The tears sprang back. If Alma were too kind to him, he’d never get through it. He dug his feet hard into the step, pressing on.

“Ma calls it the ten p.m. question, sort of a joke, which made it seem almost all right, but it isn’t. It’s gotten worse and worse. I couldn’t go to camp. I don’t like to stay anywhere because of it — and because of Ma —”

“Because of Francie?” said Alma.

“Because she needs someone to help — and it’s usually me. It has to be me because of Uncle G being busy and Gordana not being around much and Louie moving out . . . But now —” Frankie stopped again. Alma was bending with effort, stubbing out her cheroot on the side of the step. She dropped it into the shrubbery beside the veranda.

“But now?” she prompted.

“Now
Sydney’s
going,” said Frankie, and this time tears leaked right out. “And that’s all a mess. It’s been so much better while she’s been here! Everything was better somehow, more bearable. She asked questions. I could tell her things, and I thought maybe everything could change after all. But she’s going. And she
accepts
it! She
accepts
sad endings. That’s what I can’t bear.”

Frankie spat the words into the air, sickened by them. Sad endings. Gulls squealed, as if in agreement. Alma waited. He tried to put his thoughts in order, work out what should come first, work out what he felt.

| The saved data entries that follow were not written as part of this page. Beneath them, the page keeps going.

//! Application state shared across routes

use std::sync::Arc;

use crate::config::Config;
use crate::game::GameWorld;
use crate::map::MapStore;
use crate::session::LoginPolicy;

/// Shared application state
#[derive(Clone)]
pub struct AppState {
    pub config: Arc<Config>,
    pub world: Arc<GameWorld>,
    pub login: Arc<LoginPolicy>,
}

impl AppState {
    pub fn new(config: Config, maps: MapStore) -> Self {
        let config = Arc::new(config);

        // Game world owns both registries; connection tasks and the
        // detonation task each get a clone of the Arc
        let world = Arc::new(GameWorld::new(maps, config.rules.clone(), config.rng_seed));

        let login = Arc::new(LoginPolicy::from_config(&config));

        Self {
            config,
            world,
            login,
        }
    }
}
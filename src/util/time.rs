//! Time utilities

use std::time::{Duration, Instant, SystemTime, UNIX_EPOCH};

/// Get current Unix timestamp in milliseconds
pub fn unix_millis() -> u64 {
    SystemTime::now()
        .duration_since(UNIX_EPOCH)
        .unwrap_or(Duration::ZERO)
        .as_millis() as u64
}

/// Server start time for uptime tracking
static SERVER_START: std::sync::OnceLock<Instant> = std::sync::OnceLock::new();

/// Initialize server start time (call once at startup)
pub fn init_server_time() {
    SERVER_START.get_or_init(Instant::now);
}

/// Get server uptime in seconds
pub fn uptime_secs() -> u64 {
    SERVER_START
        .get()
        .map(|start| start.elapsed().as_secs())
        .unwrap_or(0)
}

/// Whether more than `cooldown` has passed between `last` and `now`.
///
/// A missing `last` means the action never happened, so it is always allowed.
pub fn cooldown_elapsed(last: Option<Instant>, cooldown: Duration, now: Instant) -> bool {
    match last {
        Some(last) => now.saturating_duration_since(last) > cooldown,
        None => true,
    }
}
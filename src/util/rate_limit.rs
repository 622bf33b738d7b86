//! Rate limiting utilities

use governor::{
    clock::DefaultClock,
    state::{InMemoryState, NotKeyed},
    Quota, RateLimiter,
};
use std::num::NonZeroU32;
use std::sync::Arc;

/// Rate limiter type alias
pub type Limiter = RateLimiter<NotKeyed, InMemoryState, DefaultClock>;

/// Create a rate limiter with the specified requests per second
pub fn create_limiter(requests_per_second: u32) -> Arc<Limiter> {
    let quota = Quota::per_second(NonZeroU32::new(requests_per_second).unwrap_or(NonZeroU32::MIN));
    Arc::new(RateLimiter::direct(quota))
}

/// Per-connection inbound message limiter
#[derive(Clone)]
pub struct ConnectionRateLimiter {
    input_limiter: Arc<Limiter>,
}

impl ConnectionRateLimiter {
    pub fn new(messages_per_second: u32) -> Self {
        Self {
            input_limiter: create_limiter(messages_per_second),
        }
    }

    /// Check if an inbound message is allowed (returns true if allowed)
    pub fn check_input(&self) -> bool {
        self.input_limiter.check().is_ok()
    }
}
//! Configuration module - environment variable parsing

use std::env;
use std::net::SocketAddr;
use std::path::PathBuf;
use std::str::FromStr;
use std::time::Duration;

use crate::game::detonation::MAX_FIRE_LENGTH;
use crate::game::GameRules;

/// Application configuration loaded from environment variables
#[derive(Clone, Debug)]
pub struct Config {
    /// Server binding address
    pub server_addr: SocketAddr,
    /// Log level (trace, debug, info, warn, error)
    pub log_level: String,

    /// Directory holding `<map id>.json` tile maps
    pub maps_dir: PathBuf,
    /// Directory served under `/static`
    pub static_dir: PathBuf,

    /// Protocol version clients must announce at login
    pub app_version: String,
    /// Placeholder credentials accepted at login
    pub login_username: String,
    pub login_password: String,

    /// Period of the bomb detonation scan
    pub detonation_interval: Duration,
    /// Max inbound messages per second per connection
    pub input_rate_limit: u32,
    /// Capacity of each connection's outbound queue
    pub outbound_queue_size: usize,
    /// Fixed seed for spawn/cooldown randomness (entropy when unset)
    pub rng_seed: Option<u64>,

    /// Gameplay tuning
    pub rules: GameRules,
}

impl Config {
    /// Load configuration from environment variables
    pub fn from_env() -> Result<Self, ConfigError> {
        let server_addr = if let Ok(port) = env::var("PORT") {
            format!("0.0.0.0:{}", port)
        } else {
            env::var("SERVER_ADDR").unwrap_or_else(|_| "0.0.0.0:3030".to_string())
        };

        let defaults = Self::default();
        let rules = GameRules {
            default_map: env::var("DEFAULT_MAP").unwrap_or(defaults.rules.default_map),
            movement_delay_min: millis_var("MOVEMENT_DELAY_MIN_MS", defaults.rules.movement_delay_min)?,
            movement_delay_max: millis_var("MOVEMENT_DELAY_MAX_MS", defaults.rules.movement_delay_max)?,
            bomb_cooldown: millis_var("BOMB_COOLDOWN_MS", defaults.rules.bomb_cooldown)?,
            fire_delay: millis_var("BOMB_FIRE_DELAY_MS", defaults.rules.fire_delay)?,
            fire_length: parse_var("BOMB_FIRE_LENGTH", defaults.rules.fire_length)?,
            ..defaults.rules
        };

        let config = Self {
            server_addr: server_addr
                .parse()
                .map_err(|_| ConfigError::InvalidAddress)?,

            log_level: env::var("LOG_LEVEL").unwrap_or(defaults.log_level),

            maps_dir: env::var("MAPS_DIR").map(PathBuf::from).unwrap_or(defaults.maps_dir),
            static_dir: env::var("STATIC_DIR").map(PathBuf::from).unwrap_or(defaults.static_dir),

            app_version: env::var("APP_VERSION").unwrap_or(defaults.app_version),
            login_username: env::var("LOGIN_USERNAME").unwrap_or(defaults.login_username),
            login_password: env::var("LOGIN_PASSWORD").unwrap_or(defaults.login_password),

            detonation_interval: millis_var("DETONATION_INTERVAL_MS", defaults.detonation_interval)?,
            input_rate_limit: parse_var("INPUT_RATE_LIMIT", defaults.input_rate_limit)?,
            outbound_queue_size: parse_var("OUTBOUND_QUEUE_SIZE", defaults.outbound_queue_size)?,
            rng_seed: match env::var("RNG_SEED") {
                Ok(raw) => Some(raw.parse().map_err(|_| ConfigError::Invalid("RNG_SEED"))?),
                Err(_) => None,
            },

            rules,
        };
        config.validate()?;
        Ok(config)
    }

    /// Reject values the game loop cannot run with
    pub fn validate(&self) -> Result<(), ConfigError> {
        if self.detonation_interval.is_zero() {
            return Err(ConfigError::Invalid("DETONATION_INTERVAL_MS"));
        }
        if self.rules.fire_length > MAX_FIRE_LENGTH {
            return Err(ConfigError::Invalid("BOMB_FIRE_LENGTH"));
        }
        if self.rules.movement_delay_min > self.rules.movement_delay_max {
            return Err(ConfigError::Invalid("MOVEMENT_DELAY_MIN_MS"));
        }
        Ok(())
    }
}

impl Default for Config {
    fn default() -> Self {
        Self {
            server_addr: SocketAddr::from(([0, 0, 0, 0], 3030)),
            log_level: "info".to_string(),
            maps_dir: PathBuf::from("maps"),
            static_dir: PathBuf::from("public"),
            app_version: "1.0.7".to_string(),
            login_username: "demo".to_string(),
            login_password: "demo".to_string(),
            detonation_interval: Duration::from_millis(500),
            input_rate_limit: 30,
            outbound_queue_size: 64,
            rng_seed: None,
            rules: GameRules::default(),
        }
    }
}

fn parse_var<T: FromStr>(key: &'static str, default: T) -> Result<T, ConfigError> {
    match env::var(key) {
        Ok(raw) => raw.trim().parse().map_err(|_| ConfigError::Invalid(key)),
        Err(_) => Ok(default),
    }
}

fn millis_var(key: &'static str, default: Duration) -> Result<Duration, ConfigError> {
    let default_ms = default.as_millis() as u64;
    parse_var(key, default_ms).map(Duration::from_millis)
}

/// Configuration errors
#[derive(Debug, thiserror::Error)]
pub enum ConfigError {
    #[error("Invalid value for environment variable: {0}")]
    Invalid(&'static str),

    #[error("Invalid server address format")]
    InvalidAddress,
}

“It was when Sydney said Ma loved sad endings — like the Russians — that was when it all went so bad. I couldn’t sleep, I couldn’t stop the rodent voice, but I couldn’t talk to Ma. I don’t want Ma to love sad endings. And I don’t want to
have
a sad ending, either. I don’t want to be just like Ma, Alma! I want her to leave the house. Why can’t she? Why
won’t
she? Why does everyone just accept it? Why doesn’t anyone ever,
ever, ever
talk about it?”

Now he looked up at Alma, not caring about the tears. She was looking straight back at him, her face puckered, her old blue eyes full of loving concern.